[EM] The Quintessential UD Generalized Median Method?
Forest Simmons
forest.simmons21 at gmail.com
Wed Oct 12 23:29:03 PDT 2022
A generalized median voting method elects the alternative that minimizes
the total distance to the ballots. But how do we gauge the distance from an
alternative to a ballot in the Universal Domain context?
One piece of the puzzle is that the position of a ballot B in issue space
is most simply represented by the position of the most favored alternative
on that ballot Y=f(B).
So we need a metric d(X,Y), for the distances between the various possible
positions of the respective alternatives (X), and the fixed positions (Y)
of the ballot favorites.
The simplest metric I can think of in the Universal Domain context for the
distance from a moving (i.e. adjusting towards minimality) alternative X to
a fixed alternative Y, is the number of ballots on which Y is preferred
over X.
This makes sense, because as X moves directly away from stationary Y, the
number of ballots on which Y is preferred over X can only increase.
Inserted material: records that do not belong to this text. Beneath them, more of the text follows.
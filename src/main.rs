use clap::{Args, Parser, Subcommand};
use colored::Colorize;
use std::env;
use std::path::Path;
use std::process;
use url::Url;

use envsync::context::{self, ContextFlags, ContextSource, LocalContext, ResolvedContext,
    SharedContext};
use envsync::error::{EnvSyncError, Result};
use envsync::remote::{HttpRemote, Remote};
use envsync::sync::{InteractivePrompter, NonInteractivePrompter, Prompter, SyncEngine,
    SyncOptions};
use envsync::tracker::VersionStore;
use envsync::{auth, envfile};

/// Command-line interface for envsync.
#[derive(Parser)]
#[command(name = "envsync")]
#[command(about = "Versioned environment-variable sync with a remote snapshot store", long_about = None)]
struct Cli {
    #[command(subcommand)]
    command: Commands,

    #[command(flatten)]
    globals: GlobalArgs,
}

#[derive(Args)]
struct GlobalArgs {
    /// Organization name or slug
    #[arg(long, global = true, env = "ENVSYNC_ORG")]
    org: Option<String>,
    /// Project name or slug
    #[arg(long, global = true, env = "ENVSYNC_PROJECT")]
    project: Option<String>,
    /// Environment name or slug
    #[arg(short = 'e', long, global = true, env = "ENVSYNC_ENVIRONMENT")]
    environment: Option<String>,
    /// Working env file
    #[arg(long, global = true, default_value = ".env")]
    file: String,
    /// Machine-readable output; interactive prompts are disabled
    #[arg(long, global = true)]
    json: bool,
    /// Skip overwrite confirmations
    #[arg(short = 'y', long, global = true)]
    yes: bool,
    /// Remote API base URL
    #[arg(
        long,
        global = true,
        env = "ENVSYNC_API_URL",
        default_value = "https://api.envsync.dev/"
    )]
    api_url: Url,
    /// Service token; enables non-interactive service mode
    #[arg(long, global = true, env = "ENVSYNC_TOKEN", hide_env_values = true)]
    service_token: Option<String>,
}

#[derive(Subcommand)]
enum Commands {
    /// Fetch the current (or a pinned) snapshot into the working file
    Pull {
        /// Pull a specific version instead of the current one
        #[arg(long)]
        version: Option<u64>,
    },
    /// Submit the working file as a new snapshot version
    Push {
        /// Skip base-version checking; always accepted, flagged forced
        #[arg(short = 'f', long)]
        force: bool,
    },
    /// Roll the remote back to an earlier version (appends a new one)
    Rollback {
        /// Target version number
        version: u64,
    },
    /// Print the working file with local overrides applied
    Print,
    /// Show the resolved (org, project, environment) context
    Context,
    /// Manage environments
    Env {
        #[command(subcommand)]
        action: EnvAction,
    },
    /// Store a personal access token
    Login {
        /// Token value (prompts when omitted)
        #[arg(long)]
        token: Option<String>,
    },
    /// Remove the stored personal access token
    Logout,
}

#[derive(Subcommand)]
enum EnvAction {
    /// List the environments of the resolved project
    List,
    /// Create a new environment in the resolved project
    Create { name: String },
    /// Clone the resolved environment under a new name
    Clone { name: String },
    /// Delete the resolved environment
    Delete {
        /// Delete permanently instead of soft-deleting
        #[arg(long)]
        hard: bool,
    },
}

/// The single place where errors become exit codes and output. Every
/// command funnels through here exactly once.
fn main() {
    let cli = Cli::parse();
    let json = cli.globals.json;
    if let Err(err) = run(cli) {
        if json {
            let payload = serde_json::json!({
                "error": err.kind(),
                "message": err.to_string(),
            });
            eprintln!("{}", payload);
        } else {
            eprintln!("{} {}", "error:".red().bold(), err);
            if matches!(err, EnvSyncError::Conflict { .. }) {
                eprintln!(
                    "{}",
                    "hint: run 'envsync pull' to fetch the latest snapshot, then push again"
                        .yellow()
                );
            }
        }
        process::exit(err.exit_code());
    }
}

fn run(cli: Cli) -> Result<()> {
    let globals = cli.globals;

    // login/logout manage the credential store itself and need no
    // resolved context
    match &cli.command {
        Commands::Login { token } => return login(token.clone(), globals.json),
        Commands::Logout => return logout(globals.json),
        _ => {}
    }

    let (token, service_mode) = auth::resolve_token(globals.service_token.clone())?;
    let interactive = !globals.json && !service_mode;
    let remote = HttpRemote::new(globals.api_url.clone(), token);
    let dir = env::current_dir()?;

    let flags = ContextFlags {
        org: globals.org.clone(),
        project: globals.project.clone(),
        environment: globals.environment.clone(),
    };
    let resolved = match context::resolve(&flags, &dir, service_mode)? {
        Some(ctx) => ctx,
        None if interactive => select_context(&remote, &dir)?,
        None => {
            return Err(EnvSyncError::InteractiveRequired(
                "context selection".to_string(),
            ))
        }
    };

    if let Commands::Context = cli.command {
        return show_context(&resolved, globals.json);
    }

    let overrides = if service_mode {
        Default::default()
    } else {
        LocalContext::load(&dir)?
            .map(|local| local.overrides)
            .unwrap_or_default()
    };
    let mut tracker = VersionStore::load(VersionStore::default_path()?)?;
    let mut interactive_prompter = InteractivePrompter;
    let mut denying_prompter = NonInteractivePrompter;
    let prompter: &mut dyn Prompter = if interactive {
        &mut interactive_prompter
    } else {
        &mut denying_prompter
    };
    let options = SyncOptions {
        force: matches!(cli.command, Commands::Push { force: true }),
        assume_yes: globals.yes,
        service_mode,
    };

    let mut engine = SyncEngine::new(
        &remote,
        &mut tracker,
        prompter,
        resolved,
        overrides,
        &dir,
        &globals.file,
        options,
    );

    match cli.command {
        Commands::Pull { version } => {
            let outcome = engine.pull(version)?;
            if globals.json {
                println!(
                    "{}",
                    serde_json::json!({
                        "version": outcome.version,
                        "variables": outcome.variable_count,
                        "backed_up": outcome.backed_up,
                    })
                );
            } else {
                println!(
                    "{} Pulled version {} ({} variables) into {}",
                    "✓".green(),
                    outcome.version,
                    outcome.variable_count,
                    globals.file
                );
                if outcome.backed_up {
                    println!("  Previous content saved to {}.backup", globals.file);
                }
            }
        }
        Commands::Push { .. } => {
            let outcome = engine.push()?;
            if globals.json {
                println!(
                    "{}",
                    serde_json::json!({
                        "version": outcome.version,
                        "forced": outcome.forced,
                    })
                );
            } else if outcome.forced {
                println!(
                    "{} Force-pushed version {} (base-version check bypassed)",
                    "✓".green(),
                    outcome.version
                );
            } else {
                println!("{} Pushed version {}", "✓".green(), outcome.version);
            }
        }
        Commands::Rollback { version } => {
            let report = engine.rollback(version)?;
            if globals.json {
                println!(
                    "{}",
                    serde_json::json!({
                        "rolled_back_from": report.rolled_back_from,
                        "rolled_back_to": report.rolled_back_to,
                        "version": report.new_version,
                    })
                );
            } else {
                println!(
                    "{} Rolled back from version {} to the content of version {} (new version {})",
                    "✓".green(),
                    report.rolled_back_from,
                    report.rolled_back_to,
                    report.new_version
                );
            }
        }
        Commands::Print => {
            let text = engine.print()?;
            if globals.json {
                println!("{}", serde_json::to_string_pretty(&envfile::parse(&text))?);
            } else {
                print!("{}", text);
            }
        }
        Commands::Env { action } => run_env_action(&mut engine, action, globals.json)?,
        Commands::Context | Commands::Login { .. } | Commands::Logout => unreachable!(),
    }
    Ok(())
}

fn run_env_action(engine: &mut SyncEngine<'_>, action: EnvAction, json: bool) -> Result<()> {
    match action {
        EnvAction::List => {
            let environments = engine.list_environments()?;
            if json {
                let names: Vec<_> = environments
                    .iter()
                    .map(|e| serde_json::json!({"id": e.id, "name": e.name, "slug": e.slug}))
                    .collect();
                println!("{}", serde_json::Value::Array(names));
            } else {
                for environment in environments {
                    println!("{}  ({})", environment.name, environment.slug);
                }
            }
        }
        EnvAction::Create { name } => {
            let environment = engine.create_environment(&name)?;
            if json {
                println!(
                    "{}",
                    serde_json::json!({"id": environment.id, "name": environment.name})
                );
            } else {
                println!("{} Created environment {}", "✓".green(), environment.name);
            }
        }
        EnvAction::Clone { name } => {
            let environment = engine.clone_environment(&name)?;
            if json {
                println!(
                    "{}",
                    serde_json::json!({"id": environment.id, "name": environment.name})
                );
            } else {
                println!(
                    "{} Cloned {} into {}",
                    "✓".green(),
                    engine.context(),
                    environment.name
                );
            }
        }
        EnvAction::Delete { hard } => {
            let context = engine.context().clone();
            engine.delete_environment(hard)?;
            if json {
                println!("{}", serde_json::json!({"deleted": context.environment}));
            } else {
                println!("{} Deleted environment {}", "✓".green(), context);
            }
        }
    }
    Ok(())
}

fn show_context(resolved: &ResolvedContext, json: bool) -> Result<()> {
    if json {
        println!("{}", serde_json::to_string(resolved)?);
    } else {
        println!("Organization: {}", resolved.org);
        println!("Project:      {}", resolved.project);
        println!("Environment:  {}", resolved.environment);
        println!("Source:       {}", resolved.source);
    }
    Ok(())
}

/// Interactive fallback when no context resolves: pick org, project and
/// environment from the remote listings, then persist the shared
/// context file for the team.
fn select_context(remote: &dyn Remote, dir: &Path) -> Result<ResolvedContext> {
    let organizations = remote.list_organizations()?;
    if organizations.is_empty() {
        return Err(EnvSyncError::NotFound("organization listing".to_string()));
    }
    let names: Vec<String> = organizations.iter().map(|o| o.name.clone()).collect();
    let choice = inquire::Select::new("Select an organization:", names).raw_prompt()?;
    let org = &organizations[choice.index];

    let projects = remote.list_projects(org.id)?;
    if projects.is_empty() {
        return Err(EnvSyncError::NotFound(format!(
            "projects in organization '{}'",
            org.name
        )));
    }
    let names: Vec<String> = projects.iter().map(|p| p.name.clone()).collect();
    let choice = inquire::Select::new("Select a project:", names).raw_prompt()?;
    let project = &projects[choice.index];

    let environments = remote.list_environments(project.id)?;
    if environments.is_empty() {
        return Err(EnvSyncError::NotFound(format!(
            "environments in project '{}'",
            project.name
        )));
    }
    let names: Vec<String> = environments.iter().map(|e| e.name.clone()).collect();
    let choice = inquire::Select::new("Select an environment:", names).raw_prompt()?;
    let environment = &environments[choice.index];

    let shared = SharedContext {
        org: org.slug.clone(),
        project: project.slug.clone(),
        environment: environment.slug.clone(),
    };
    shared.save(dir)?;
    println!(
        "{} Saved context to {}",
        "✓".green(),
        context::SHARED_FILE
    );

    Ok(ResolvedContext {
        org: shared.org,
        project: shared.project,
        environment: shared.environment,
        source: ContextSource::Interactive,
    })
}

fn login(token: Option<String>, json: bool) -> Result<()> {
    let token = match token {
        Some(token) => token,
        None if json => {
            return Err(EnvSyncError::InteractiveRequired(
                "token entry".to_string(),
            ))
        }
        None => inquire::Password::new("Personal access token:")
            .without_confirmation()
            .prompt()?,
    };
    if token.trim().is_empty() {
        return Err(EnvSyncError::Validation("token must not be empty".into()));
    }
    auth::store_token(token.trim())?;
    if json {
        println!("{}", serde_json::json!({"logged_in": true}));
    } else {
        println!("{} Token stored in the system keychain", "✓".green());
    }
    Ok(())
}

fn logout(json: bool) -> Result<()> {
    let existed = auth::clear_token()?;
    if json {
        println!("{}", serde_json::json!({"logged_out": existed}));
    } else if existed {
        println!("{} Token removed", "✓".green());
    } else {
        println!("No stored token to remove");
    }
    Ok(())
}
Put these pieces of the puzzle together and we can model the total distance
from X to the ballots as the sum ..
S(X)=Sum(over Y) of d(X, Y)*f(Y),
where d(X,Y) is the number of ballots on which Y outranks X, and f(Y) is
the percentage of ballots on which Y is the favorite alternative.
So the purest median method I can come up with in the UD context is to
elect argmin S(X).
If I am not mistaken, this method satisfies the FBC.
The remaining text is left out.